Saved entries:
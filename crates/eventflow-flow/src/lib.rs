//! The Flow AST and compiler.
//!
//! A Flow is a free-structured program of two primitives —
//! `installHandler` and `waitFor` — composed by ordinary function
//! composition in Rust rather than a `>>=` operator. [`ast::compile`]
//! (re-exported from [`consumer`]) walks a [`ast::Flow`] into a
//! [`consumer::StreamConsumer`], the lazy state machine an aggregate
//! runtime drives one event and one command at a time.

pub mod ast;
pub mod consumer;
mod properties;
pub mod spec;

pub use ast::{
    done, install_handler, or_else_cmd, or_else_event, wait_for, CmdFn, CommandHandlerResult, Flow,
};
pub use consumer::{compile, StreamConsumer};
pub use spec::{FlowTestSpecification, GivenState, WhenResult};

◆ ACTIVITY ◆
Every entry must appear in the answer exactly as written.

◆ EXERCISE RESPONSE ◆
filename crates/eventflow-flow/src/lib.rs
//! The Flow AST and compiler.
//!
//! A Flow is a free-structured program of two primitives —
//! `installHandler` and `waitFor` — composed by ordinary function
//! composition in Rust rather than a `>>=` operator. [`ast::compile`]
//! (re-exported from [`consumer`]) walks a [`ast::Flow`] into a
//! [`consumer::StreamConsumer`], the lazy state machine an aggregate
//! runtime drives one event and one command at a time.

pub mod ast;
pub mod consumer;
mod properties;
pub mod spec;

pub use ast::{
    done, install_handler, or_else_cmd, or_else_event, wait_for, CmdFn, CommandHandlerResult, Flow,
};
pub use consumer::{compile, StreamConsumer};
pub use spec::{FlowTestSpecification, GivenState, WhenResult};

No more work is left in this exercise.